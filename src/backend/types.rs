//! Backend request/response types.

use std::collections::BTreeMap;
use std::path::PathBuf;

use serde::{Deserialize, Serialize};
use thiserror::Error;

use crate::cli::ModelSize;

/// Errors that can occur when communicating with the backend.
#[derive(Error, Debug)]
pub enum BackendError {
    #[error("Connection failed: {0}")]
    ConnectionFailed(String),

    #[error("Request failed: {0}")]
    RequestFailed(String),

    #[error("Generation not found: {0}")]
    GenerationNotFound(String),

    #[error("Invalid response: {0}")]
    InvalidResponse(String),

    #[error("File not found: {0}")]
    FileNotFound(String),

    #[error("Backend error: {0}")]
    Backend(String),
}

/// Engine status reported by the backend.
#[derive(Debug, Clone, Serialize, Deserialize)]
pub struct StatusResponse {
    pub device: String,
    #[serde(default)]
    pub dtype: Option<String>,
    pub use_small_models: bool,
    pub available_presets: Vec<String>,
}

/// Response from the presets endpoint: preset name to description.
#[derive(Debug, Clone, Serialize, Deserialize)]
pub struct PresetsResponse {
    pub presets: BTreeMap<String, String>,
}

/// Response from the languages endpoint.
#[derive(Debug, Clone, Serialize, Deserialize)]
pub struct LanguagesResponse {
    pub languages: Vec<String>,
}

/// Response from a successful generation call.
///
/// `url` locates the produced audio on the backend; `filename` is the
/// handle accepted by the deletion endpoint.
#[derive(Debug, Clone, Serialize, Deserialize)]
pub struct GenerationResponse {
    pub status: String,
    pub url: String,
    pub filename: String,
    pub model_size: String,
    pub feature: String,
}

/// Mode-specific parameters for a generation request.
#[derive(Debug, Clone)]
pub enum RequestMode {
    /// Use a predefined voice preset.
    Preset { preset_name: String },
    /// Design a voice from a natural-language description.
    Design { voice_description: String },
    /// Clone a voice from reference audio, optionally with its transcript.
    Clone {
        reference_audio: PathBuf,
        reference_text: Option<String>,
    },
}

/// Request for speech generation.
#[derive(Debug, Clone)]
pub struct GenerateRequest {
    pub text: String,
    pub mode: RequestMode,
    pub language: String,
    pub model_size: ModelSize,
}

impl GenerateRequest {
    fn new(text: impl Into<String>, mode: RequestMode) -> Self {
        Self {
            text: text.into(),
            mode,
            language: "Auto".to_string(),
            model_size: ModelSize::default(),
        }
    }

    /// Create a preset-voice request.
    pub fn preset(text: impl Into<String>, preset_name: impl Into<String>) -> Self {
        Self::new(
            text,
            RequestMode::Preset {
                preset_name: preset_name.into(),
            },
        )
    }

    /// Create a voice-design request.
    pub fn design(text: impl Into<String>, voice_description: impl Into<String>) -> Self {
        Self::new(
            text,
            RequestMode::Design {
                voice_description: voice_description.into(),
            },
        )
    }

    /// Create a voice-clone request.
    pub fn clone_voice(text: impl Into<String>, reference_audio: PathBuf) -> Self {
        Self::new(
            text,
            RequestMode::Clone {
                reference_audio,
                reference_text: None,
            },
        )
    }

    /// Set the synthesis language.
    pub fn with_language(mut self, language: impl Into<String>) -> Self {
        self.language = language.into();
        self
    }

    /// Set the model size.
    pub fn with_model_size(mut self, model_size: ModelSize) -> Self {
        self.model_size = model_size;
        self
    }

    /// Set the reference transcript for a clone request.
    ///
    /// No-op for other modes.
    pub fn with_reference_text(mut self, transcript: impl Into<String>) -> Self {
        if let RequestMode::Clone { reference_text, .. } = &mut self.mode {
            *reference_text = Some(transcript.into());
        }
        self
    }
}

#[cfg(test)]
mod tests {
    use super::*;

    #[test]
    fn test_generate_request_builder() {
        let request = GenerateRequest::preset("Hello world", "Deep Male")
            .with_language("English")
            .with_model_size(ModelSize::Small);

        assert_eq!(request.text, "Hello world");
        assert_eq!(request.language, "English");
        assert_eq!(request.model_size, ModelSize::Small);
        assert!(matches!(
            request.mode,
            RequestMode::Preset { ref preset_name } if preset_name == "Deep Male"
        ));
    }

    #[test]
    fn test_generate_request_defaults() {
        let request = GenerateRequest::design("Hello", "A warm female voice");

        assert_eq!(request.language, "Auto");
        assert_eq!(request.model_size, ModelSize::Large);
    }

    #[test]
    fn test_clone_request_reference_text() {
        let request = GenerateRequest::clone_voice("Hello", PathBuf::from("/tmp/ref.wav"))
            .with_reference_text("the reference transcript");

        match request.mode {
            RequestMode::Clone {
                reference_audio,
                reference_text,
            } => {
                assert_eq!(reference_audio, PathBuf::from("/tmp/ref.wav"));
                assert_eq!(reference_text.as_deref(), Some("the reference transcript"));
            }
            _ => panic!("expected clone mode"),
        }
    }

    #[test]
    fn test_status_response_deserialize() {
        let json = r#"{
            "device": "cuda:0",
            "dtype": "torch.bfloat16",
            "use_small_models": false,
            "models_loaded": {"custom_voice": true, "base": false},
            "available_presets": ["Deep Male", "Energetic Female"],
            "cached_clone_prompts": []
        }"#;

        let response: StatusResponse = serde_json::from_str(json).unwrap();
        assert_eq!(response.device, "cuda:0");
        assert!(!response.use_small_models);
        assert_eq!(response.available_presets.len(), 2);
    }

    #[test]
    fn test_presets_response_deserialize() {
        let json = r#"{
            "presets": {
                "Deep Male": "A deep, commanding male voice",
                "Soft Whisper": "A soft, intimate whisper"
            }
        }"#;

        let response: PresetsResponse = serde_json::from_str(json).unwrap();
        assert_eq!(response.presets.len(), 2);
        assert_eq!(
            response.presets.get("Deep Male").map(String::as_str),
            Some("A deep, commanding male voice")
        );
    }

    #[test]
    fn test_languages_response_deserialize() {
        let json = r#"{"languages": ["Auto", "Chinese", "English"]}"#;

        let response: LanguagesResponse = serde_json::from_str(json).unwrap();
        assert_eq!(response.languages, vec!["Auto", "Chinese", "English"]);
    }

    #[test]
    fn test_generation_response_deserialize() {
        let json = r#"{
            "status": "success",
            "url": "/static/generations/preset_1b2c.wav",
            "filename": "preset_1b2c.wav",
            "model_size": "1.7B",
            "feature": "preset"
        }"#;

        let response: GenerationResponse = serde_json::from_str(json).unwrap();
        assert_eq!(response.status, "success");
        assert_eq!(response.url, "/static/generations/preset_1b2c.wav");
        assert_eq!(response.filename, "preset_1b2c.wav");
        assert_eq!(response.feature, "preset");
    }
}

• • • • •

- **The problem**:
From the records above, print exactly the lines that run from the line with "pub fn with_model_size(mut" to the line with "for other modes.", inclusive.

- **Response to the task**:
    pub fn with_model_size(mut self, model_size: ModelSize) -> Self {
        self.model_size = model_size;
        self
    }

    /// Set the reference transcript for a clone request.
    ///
    /// No-op for other modes.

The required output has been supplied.